── DATA FOR PROCESSING

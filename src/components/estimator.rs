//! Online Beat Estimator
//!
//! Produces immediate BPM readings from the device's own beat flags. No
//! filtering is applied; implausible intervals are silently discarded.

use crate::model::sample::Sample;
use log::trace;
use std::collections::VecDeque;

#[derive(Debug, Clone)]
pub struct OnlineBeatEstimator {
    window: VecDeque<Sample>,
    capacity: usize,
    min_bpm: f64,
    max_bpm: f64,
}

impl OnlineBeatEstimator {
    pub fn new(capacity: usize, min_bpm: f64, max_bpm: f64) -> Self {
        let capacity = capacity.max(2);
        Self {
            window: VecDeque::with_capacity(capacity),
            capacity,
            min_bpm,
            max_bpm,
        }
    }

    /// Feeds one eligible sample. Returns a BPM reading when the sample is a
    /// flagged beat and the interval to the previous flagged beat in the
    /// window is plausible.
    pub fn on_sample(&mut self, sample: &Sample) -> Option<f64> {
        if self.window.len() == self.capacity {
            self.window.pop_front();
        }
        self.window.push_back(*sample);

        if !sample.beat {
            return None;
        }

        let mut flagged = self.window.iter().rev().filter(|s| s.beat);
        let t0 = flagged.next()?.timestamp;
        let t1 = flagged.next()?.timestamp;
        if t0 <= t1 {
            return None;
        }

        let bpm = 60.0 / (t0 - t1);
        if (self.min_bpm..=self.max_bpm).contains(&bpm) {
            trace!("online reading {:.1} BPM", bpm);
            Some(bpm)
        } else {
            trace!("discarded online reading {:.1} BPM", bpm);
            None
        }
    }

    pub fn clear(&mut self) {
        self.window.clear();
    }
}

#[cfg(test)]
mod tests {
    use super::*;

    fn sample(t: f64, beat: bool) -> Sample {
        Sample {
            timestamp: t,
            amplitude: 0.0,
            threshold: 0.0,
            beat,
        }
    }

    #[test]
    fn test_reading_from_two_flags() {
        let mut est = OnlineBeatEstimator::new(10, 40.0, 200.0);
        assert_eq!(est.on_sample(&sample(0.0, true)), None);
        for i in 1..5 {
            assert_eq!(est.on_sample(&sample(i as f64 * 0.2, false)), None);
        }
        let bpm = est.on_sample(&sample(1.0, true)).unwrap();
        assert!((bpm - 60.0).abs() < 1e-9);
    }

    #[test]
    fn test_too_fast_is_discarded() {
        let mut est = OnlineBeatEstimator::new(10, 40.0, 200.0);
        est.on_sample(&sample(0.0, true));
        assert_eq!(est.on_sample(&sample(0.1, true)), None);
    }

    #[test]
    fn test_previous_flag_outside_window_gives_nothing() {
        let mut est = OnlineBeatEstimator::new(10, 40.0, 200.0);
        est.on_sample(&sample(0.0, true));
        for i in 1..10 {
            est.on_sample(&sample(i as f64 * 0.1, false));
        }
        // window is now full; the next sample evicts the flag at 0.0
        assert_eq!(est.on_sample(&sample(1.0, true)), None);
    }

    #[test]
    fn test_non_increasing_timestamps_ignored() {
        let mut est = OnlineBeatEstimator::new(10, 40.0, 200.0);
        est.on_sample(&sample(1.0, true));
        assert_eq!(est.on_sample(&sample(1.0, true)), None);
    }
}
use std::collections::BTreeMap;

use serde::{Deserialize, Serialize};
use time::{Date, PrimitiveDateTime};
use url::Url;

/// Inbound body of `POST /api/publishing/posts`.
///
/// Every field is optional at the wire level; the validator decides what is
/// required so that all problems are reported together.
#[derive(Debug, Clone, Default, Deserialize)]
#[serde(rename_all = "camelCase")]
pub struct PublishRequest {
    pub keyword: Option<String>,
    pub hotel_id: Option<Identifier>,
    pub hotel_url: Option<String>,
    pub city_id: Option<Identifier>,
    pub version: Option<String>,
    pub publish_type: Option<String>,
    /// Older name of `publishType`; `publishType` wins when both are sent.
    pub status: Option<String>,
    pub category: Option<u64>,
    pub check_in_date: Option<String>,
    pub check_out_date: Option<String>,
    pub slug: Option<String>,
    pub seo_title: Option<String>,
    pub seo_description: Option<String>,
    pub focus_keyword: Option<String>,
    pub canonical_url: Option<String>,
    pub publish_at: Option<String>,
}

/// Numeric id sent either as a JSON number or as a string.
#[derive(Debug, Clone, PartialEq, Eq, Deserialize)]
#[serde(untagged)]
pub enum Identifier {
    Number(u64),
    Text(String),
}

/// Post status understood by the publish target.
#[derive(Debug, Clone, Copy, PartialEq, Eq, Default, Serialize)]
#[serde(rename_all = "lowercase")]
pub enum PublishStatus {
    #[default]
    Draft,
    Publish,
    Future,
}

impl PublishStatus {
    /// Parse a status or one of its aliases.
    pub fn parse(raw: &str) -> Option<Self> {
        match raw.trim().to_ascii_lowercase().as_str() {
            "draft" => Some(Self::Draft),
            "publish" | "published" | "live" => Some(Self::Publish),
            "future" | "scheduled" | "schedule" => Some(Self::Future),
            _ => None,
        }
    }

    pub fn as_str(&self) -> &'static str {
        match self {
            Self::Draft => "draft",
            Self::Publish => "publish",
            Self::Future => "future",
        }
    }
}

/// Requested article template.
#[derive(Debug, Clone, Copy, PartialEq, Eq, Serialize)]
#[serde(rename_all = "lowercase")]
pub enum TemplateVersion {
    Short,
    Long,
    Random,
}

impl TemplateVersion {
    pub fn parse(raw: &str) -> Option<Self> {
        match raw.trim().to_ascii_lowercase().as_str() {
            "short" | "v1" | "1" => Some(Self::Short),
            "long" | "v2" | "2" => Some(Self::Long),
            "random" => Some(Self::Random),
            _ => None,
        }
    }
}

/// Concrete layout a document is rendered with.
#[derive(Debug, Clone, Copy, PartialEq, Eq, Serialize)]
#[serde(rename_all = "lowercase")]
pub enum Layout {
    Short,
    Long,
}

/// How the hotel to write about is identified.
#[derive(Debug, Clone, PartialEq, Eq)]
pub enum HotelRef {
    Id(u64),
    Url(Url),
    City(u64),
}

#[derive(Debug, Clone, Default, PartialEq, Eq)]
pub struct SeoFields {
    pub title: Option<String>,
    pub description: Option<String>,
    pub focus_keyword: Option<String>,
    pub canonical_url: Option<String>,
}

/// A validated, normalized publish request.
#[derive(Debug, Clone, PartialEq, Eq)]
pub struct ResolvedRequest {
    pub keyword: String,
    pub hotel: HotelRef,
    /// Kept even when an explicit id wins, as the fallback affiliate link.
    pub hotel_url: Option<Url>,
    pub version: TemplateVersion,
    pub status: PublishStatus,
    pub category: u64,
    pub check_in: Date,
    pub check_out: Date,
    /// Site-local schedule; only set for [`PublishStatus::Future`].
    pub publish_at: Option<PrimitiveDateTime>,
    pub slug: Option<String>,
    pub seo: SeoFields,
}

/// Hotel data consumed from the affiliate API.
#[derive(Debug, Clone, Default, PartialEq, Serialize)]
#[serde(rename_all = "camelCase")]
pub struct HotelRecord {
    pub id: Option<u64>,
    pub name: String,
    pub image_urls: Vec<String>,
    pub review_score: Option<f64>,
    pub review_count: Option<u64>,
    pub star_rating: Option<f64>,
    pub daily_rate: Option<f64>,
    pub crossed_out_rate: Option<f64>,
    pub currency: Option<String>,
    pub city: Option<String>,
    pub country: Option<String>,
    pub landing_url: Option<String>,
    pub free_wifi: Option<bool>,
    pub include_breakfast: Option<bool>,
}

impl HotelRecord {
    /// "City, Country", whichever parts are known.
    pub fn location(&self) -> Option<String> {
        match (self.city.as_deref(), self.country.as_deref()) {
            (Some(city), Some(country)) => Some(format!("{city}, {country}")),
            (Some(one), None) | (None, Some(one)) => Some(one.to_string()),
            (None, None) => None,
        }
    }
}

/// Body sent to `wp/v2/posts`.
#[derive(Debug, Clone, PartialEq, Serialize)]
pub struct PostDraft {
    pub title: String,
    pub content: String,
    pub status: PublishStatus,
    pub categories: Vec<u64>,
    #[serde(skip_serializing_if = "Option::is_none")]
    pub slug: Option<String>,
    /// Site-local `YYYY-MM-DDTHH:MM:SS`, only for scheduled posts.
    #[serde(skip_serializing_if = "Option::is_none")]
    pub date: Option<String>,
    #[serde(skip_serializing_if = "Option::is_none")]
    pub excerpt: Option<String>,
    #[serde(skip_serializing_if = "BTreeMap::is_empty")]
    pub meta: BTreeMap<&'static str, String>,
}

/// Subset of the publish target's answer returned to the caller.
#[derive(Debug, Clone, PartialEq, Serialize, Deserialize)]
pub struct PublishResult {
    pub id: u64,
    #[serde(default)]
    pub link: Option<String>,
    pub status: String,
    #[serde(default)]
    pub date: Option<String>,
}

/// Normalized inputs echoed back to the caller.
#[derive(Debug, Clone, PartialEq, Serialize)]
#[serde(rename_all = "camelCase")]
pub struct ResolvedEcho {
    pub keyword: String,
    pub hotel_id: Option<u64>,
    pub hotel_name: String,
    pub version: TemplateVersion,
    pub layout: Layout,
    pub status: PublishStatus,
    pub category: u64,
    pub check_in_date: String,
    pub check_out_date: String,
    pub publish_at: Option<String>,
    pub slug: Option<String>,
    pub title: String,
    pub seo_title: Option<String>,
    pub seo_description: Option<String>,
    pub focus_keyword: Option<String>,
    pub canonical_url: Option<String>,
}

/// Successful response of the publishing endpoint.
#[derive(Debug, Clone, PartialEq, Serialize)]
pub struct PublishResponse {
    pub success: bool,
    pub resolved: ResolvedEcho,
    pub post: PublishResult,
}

────

- _THE PROBLEM_
Repeat exactly the lines of the listing from its first line through the line that holds "#[derive(Debug, Clone)]". Nothing else should appear.

- _ANSWER TO THIS TASK_
filename src/components/estimator.rs
//! Online Beat Estimator
//!
//! Produces immediate BPM readings from the device's own beat flags. No
//! filtering is applied; implausible intervals are silently discarded.

use crate::model::sample::Sample;
use log::trace;
use std::collections::VecDeque;

#[derive(Debug, Clone)]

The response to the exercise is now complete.